What the exercise asks:
Using the word "Computed" as the filter, copy each matching line from the records.

Material for this exercise:
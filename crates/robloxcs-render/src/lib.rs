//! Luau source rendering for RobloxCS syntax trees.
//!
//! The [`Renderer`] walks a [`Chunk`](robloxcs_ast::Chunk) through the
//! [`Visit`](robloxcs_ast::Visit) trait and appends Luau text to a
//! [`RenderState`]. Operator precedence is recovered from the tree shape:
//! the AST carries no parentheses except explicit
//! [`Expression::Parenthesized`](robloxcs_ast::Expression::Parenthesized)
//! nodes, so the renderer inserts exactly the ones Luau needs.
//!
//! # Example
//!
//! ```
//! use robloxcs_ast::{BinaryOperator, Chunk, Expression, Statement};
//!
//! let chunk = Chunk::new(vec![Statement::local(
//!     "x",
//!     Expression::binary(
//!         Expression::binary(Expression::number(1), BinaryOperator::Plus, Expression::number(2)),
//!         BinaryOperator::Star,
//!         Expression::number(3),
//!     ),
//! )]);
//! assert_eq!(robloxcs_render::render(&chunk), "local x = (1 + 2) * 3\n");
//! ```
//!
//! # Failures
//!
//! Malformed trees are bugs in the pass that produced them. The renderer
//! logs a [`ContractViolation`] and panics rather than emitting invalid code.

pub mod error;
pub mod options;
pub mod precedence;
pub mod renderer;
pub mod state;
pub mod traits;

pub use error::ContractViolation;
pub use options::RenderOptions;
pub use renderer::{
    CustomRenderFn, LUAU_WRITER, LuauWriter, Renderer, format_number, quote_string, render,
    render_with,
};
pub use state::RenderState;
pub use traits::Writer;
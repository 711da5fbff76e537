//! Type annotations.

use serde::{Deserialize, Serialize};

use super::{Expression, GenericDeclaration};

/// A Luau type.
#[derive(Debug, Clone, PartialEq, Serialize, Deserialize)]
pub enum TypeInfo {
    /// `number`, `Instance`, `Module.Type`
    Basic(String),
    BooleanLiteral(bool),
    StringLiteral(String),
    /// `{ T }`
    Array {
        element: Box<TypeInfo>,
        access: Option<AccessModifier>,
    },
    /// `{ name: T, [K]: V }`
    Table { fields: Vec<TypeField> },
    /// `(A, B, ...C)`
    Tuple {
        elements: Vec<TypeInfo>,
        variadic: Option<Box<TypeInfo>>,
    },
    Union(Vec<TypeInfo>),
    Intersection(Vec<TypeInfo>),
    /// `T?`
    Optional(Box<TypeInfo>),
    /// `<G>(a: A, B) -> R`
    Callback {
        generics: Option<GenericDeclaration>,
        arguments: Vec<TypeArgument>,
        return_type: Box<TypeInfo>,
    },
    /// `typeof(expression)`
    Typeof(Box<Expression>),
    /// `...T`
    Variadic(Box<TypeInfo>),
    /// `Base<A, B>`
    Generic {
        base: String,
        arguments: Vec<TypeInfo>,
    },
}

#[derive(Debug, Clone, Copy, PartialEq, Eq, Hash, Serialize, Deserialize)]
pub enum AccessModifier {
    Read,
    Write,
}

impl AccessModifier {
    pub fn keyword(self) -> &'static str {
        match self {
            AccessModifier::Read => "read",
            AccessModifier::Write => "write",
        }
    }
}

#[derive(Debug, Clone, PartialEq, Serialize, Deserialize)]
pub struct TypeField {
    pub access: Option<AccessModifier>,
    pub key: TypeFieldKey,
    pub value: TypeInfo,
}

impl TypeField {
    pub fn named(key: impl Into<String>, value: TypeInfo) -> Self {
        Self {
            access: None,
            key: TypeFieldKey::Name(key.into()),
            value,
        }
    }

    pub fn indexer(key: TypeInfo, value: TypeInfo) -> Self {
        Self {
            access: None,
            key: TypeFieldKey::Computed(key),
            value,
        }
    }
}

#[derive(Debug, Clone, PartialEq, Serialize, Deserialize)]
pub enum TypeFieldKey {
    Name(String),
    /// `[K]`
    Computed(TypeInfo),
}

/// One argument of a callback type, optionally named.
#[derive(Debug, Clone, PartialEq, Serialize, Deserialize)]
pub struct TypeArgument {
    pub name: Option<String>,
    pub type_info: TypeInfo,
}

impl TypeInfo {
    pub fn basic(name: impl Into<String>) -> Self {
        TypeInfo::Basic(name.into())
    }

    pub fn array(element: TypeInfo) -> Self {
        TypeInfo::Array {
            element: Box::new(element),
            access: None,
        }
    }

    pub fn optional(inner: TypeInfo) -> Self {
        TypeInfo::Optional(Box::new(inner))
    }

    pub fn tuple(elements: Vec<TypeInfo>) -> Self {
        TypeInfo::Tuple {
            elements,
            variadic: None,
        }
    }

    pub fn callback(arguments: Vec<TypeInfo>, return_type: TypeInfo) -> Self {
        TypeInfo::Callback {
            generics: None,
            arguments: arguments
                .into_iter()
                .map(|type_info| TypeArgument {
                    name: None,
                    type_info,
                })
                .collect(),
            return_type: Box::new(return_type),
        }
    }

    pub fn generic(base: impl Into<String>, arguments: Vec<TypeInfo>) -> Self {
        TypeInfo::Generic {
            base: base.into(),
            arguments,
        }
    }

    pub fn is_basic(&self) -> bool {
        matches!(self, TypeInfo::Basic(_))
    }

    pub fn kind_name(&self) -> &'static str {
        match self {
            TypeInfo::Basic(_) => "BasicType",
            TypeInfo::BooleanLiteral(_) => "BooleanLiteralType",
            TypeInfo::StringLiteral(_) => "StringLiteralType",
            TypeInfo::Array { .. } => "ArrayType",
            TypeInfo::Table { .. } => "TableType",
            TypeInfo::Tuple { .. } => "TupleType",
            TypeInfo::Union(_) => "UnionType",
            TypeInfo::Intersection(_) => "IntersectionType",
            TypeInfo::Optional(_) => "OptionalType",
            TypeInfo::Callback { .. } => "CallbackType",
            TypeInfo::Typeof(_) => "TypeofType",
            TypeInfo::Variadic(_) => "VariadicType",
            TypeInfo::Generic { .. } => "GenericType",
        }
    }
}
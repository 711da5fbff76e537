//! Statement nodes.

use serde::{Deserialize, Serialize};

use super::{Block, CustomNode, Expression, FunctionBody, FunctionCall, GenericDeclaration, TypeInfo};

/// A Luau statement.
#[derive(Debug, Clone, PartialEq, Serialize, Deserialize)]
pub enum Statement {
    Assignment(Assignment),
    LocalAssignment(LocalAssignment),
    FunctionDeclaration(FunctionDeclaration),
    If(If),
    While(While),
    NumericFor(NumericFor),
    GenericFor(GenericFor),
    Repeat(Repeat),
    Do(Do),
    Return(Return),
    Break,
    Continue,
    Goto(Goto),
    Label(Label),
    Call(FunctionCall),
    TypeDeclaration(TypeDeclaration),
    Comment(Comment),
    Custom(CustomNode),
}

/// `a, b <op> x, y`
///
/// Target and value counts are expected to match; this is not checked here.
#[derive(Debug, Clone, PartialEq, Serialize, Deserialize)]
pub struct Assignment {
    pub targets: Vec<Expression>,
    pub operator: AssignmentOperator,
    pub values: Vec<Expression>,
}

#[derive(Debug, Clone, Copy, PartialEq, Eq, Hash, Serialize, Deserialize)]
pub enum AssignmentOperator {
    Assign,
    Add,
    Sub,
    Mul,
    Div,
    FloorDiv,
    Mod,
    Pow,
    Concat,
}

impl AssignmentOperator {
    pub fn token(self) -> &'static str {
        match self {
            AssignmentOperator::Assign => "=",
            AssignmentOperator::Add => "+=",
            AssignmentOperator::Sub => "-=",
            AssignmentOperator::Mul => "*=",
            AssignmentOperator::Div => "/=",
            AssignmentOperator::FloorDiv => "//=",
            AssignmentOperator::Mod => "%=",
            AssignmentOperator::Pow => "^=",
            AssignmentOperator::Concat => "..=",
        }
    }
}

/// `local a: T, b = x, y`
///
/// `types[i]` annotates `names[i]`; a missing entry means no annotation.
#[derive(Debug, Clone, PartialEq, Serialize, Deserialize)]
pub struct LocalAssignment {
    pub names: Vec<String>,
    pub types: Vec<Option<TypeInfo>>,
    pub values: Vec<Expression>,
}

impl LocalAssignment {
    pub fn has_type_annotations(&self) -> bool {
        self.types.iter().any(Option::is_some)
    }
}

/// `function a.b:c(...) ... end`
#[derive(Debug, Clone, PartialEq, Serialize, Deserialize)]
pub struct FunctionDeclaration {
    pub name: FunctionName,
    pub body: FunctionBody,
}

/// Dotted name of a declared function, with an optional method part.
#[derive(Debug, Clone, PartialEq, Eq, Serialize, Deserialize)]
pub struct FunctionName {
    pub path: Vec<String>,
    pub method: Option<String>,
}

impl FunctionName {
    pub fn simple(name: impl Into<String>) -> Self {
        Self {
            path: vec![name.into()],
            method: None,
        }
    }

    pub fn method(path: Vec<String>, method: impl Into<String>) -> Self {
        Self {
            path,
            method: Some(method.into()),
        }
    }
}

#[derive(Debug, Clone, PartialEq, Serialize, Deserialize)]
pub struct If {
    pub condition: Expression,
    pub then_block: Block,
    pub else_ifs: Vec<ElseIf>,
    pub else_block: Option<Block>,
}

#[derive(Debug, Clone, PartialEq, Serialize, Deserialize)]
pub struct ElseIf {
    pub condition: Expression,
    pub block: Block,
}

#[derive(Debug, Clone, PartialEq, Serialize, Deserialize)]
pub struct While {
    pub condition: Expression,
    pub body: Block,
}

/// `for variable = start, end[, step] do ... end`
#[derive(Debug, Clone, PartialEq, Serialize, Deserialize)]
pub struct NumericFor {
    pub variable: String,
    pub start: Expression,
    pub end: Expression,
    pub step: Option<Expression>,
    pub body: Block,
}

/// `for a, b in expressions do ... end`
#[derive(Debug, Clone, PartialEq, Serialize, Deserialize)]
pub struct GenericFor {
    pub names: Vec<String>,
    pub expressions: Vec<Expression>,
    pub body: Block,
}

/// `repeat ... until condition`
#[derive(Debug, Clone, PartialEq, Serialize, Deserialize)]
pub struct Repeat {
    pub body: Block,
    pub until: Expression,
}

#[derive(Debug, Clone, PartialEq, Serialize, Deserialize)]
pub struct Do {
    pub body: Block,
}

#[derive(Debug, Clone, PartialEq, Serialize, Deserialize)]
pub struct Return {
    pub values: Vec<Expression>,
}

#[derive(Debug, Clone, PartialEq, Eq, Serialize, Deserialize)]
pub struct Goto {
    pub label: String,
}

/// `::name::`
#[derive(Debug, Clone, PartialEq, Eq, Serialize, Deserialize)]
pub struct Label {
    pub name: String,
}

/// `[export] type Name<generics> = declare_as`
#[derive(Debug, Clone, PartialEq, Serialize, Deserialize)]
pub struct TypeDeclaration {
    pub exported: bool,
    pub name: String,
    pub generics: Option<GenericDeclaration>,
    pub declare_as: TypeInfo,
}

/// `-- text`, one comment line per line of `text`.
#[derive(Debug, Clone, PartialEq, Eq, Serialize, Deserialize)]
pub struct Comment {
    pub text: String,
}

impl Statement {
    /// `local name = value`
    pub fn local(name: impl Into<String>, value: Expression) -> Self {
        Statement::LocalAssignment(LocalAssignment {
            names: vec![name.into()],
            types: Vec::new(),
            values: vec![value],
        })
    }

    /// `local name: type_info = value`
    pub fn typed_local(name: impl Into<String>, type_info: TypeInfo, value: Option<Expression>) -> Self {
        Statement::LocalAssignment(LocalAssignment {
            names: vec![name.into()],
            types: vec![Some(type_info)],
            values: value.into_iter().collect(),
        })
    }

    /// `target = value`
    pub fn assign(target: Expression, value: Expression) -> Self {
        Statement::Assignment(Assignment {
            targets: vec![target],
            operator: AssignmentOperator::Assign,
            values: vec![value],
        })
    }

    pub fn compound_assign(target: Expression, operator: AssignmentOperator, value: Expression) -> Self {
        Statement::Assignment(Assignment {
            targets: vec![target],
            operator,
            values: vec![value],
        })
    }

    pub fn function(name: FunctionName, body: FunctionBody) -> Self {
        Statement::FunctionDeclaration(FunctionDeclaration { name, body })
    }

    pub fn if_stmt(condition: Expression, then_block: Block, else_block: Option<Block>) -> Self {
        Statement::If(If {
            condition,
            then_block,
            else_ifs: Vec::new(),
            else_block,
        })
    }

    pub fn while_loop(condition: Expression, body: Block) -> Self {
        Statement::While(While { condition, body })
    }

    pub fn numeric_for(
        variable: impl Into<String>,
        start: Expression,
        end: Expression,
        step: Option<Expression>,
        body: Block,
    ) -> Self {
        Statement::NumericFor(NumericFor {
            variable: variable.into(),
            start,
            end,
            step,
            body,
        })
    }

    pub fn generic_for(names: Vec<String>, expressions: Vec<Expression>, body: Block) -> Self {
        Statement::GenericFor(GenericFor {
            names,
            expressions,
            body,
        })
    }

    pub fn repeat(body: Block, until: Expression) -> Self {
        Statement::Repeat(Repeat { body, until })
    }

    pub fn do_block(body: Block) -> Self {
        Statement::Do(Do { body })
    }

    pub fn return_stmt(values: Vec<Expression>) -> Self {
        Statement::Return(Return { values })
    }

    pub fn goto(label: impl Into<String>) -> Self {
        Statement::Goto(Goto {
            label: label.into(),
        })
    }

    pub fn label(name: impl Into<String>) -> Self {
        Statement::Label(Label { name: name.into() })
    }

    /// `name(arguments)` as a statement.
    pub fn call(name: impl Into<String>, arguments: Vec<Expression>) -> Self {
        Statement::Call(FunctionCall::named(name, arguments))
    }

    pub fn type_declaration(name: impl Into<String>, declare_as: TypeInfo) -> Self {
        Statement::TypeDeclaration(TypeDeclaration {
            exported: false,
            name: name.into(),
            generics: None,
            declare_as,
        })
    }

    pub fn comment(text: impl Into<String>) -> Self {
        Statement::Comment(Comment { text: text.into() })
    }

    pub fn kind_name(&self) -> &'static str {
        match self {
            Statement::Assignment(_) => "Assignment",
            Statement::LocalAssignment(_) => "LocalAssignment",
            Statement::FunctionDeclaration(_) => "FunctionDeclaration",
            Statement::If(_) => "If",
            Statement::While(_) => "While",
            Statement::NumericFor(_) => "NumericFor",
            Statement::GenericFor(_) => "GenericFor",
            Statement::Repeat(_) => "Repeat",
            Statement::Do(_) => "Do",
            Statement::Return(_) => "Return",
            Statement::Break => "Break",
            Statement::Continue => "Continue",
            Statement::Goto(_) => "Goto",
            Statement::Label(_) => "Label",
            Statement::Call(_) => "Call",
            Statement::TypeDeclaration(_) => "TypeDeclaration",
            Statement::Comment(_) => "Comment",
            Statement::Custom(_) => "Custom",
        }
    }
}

Written reply:
            key: TypeFieldKey::Computed(key),
    Computed(TypeInfo),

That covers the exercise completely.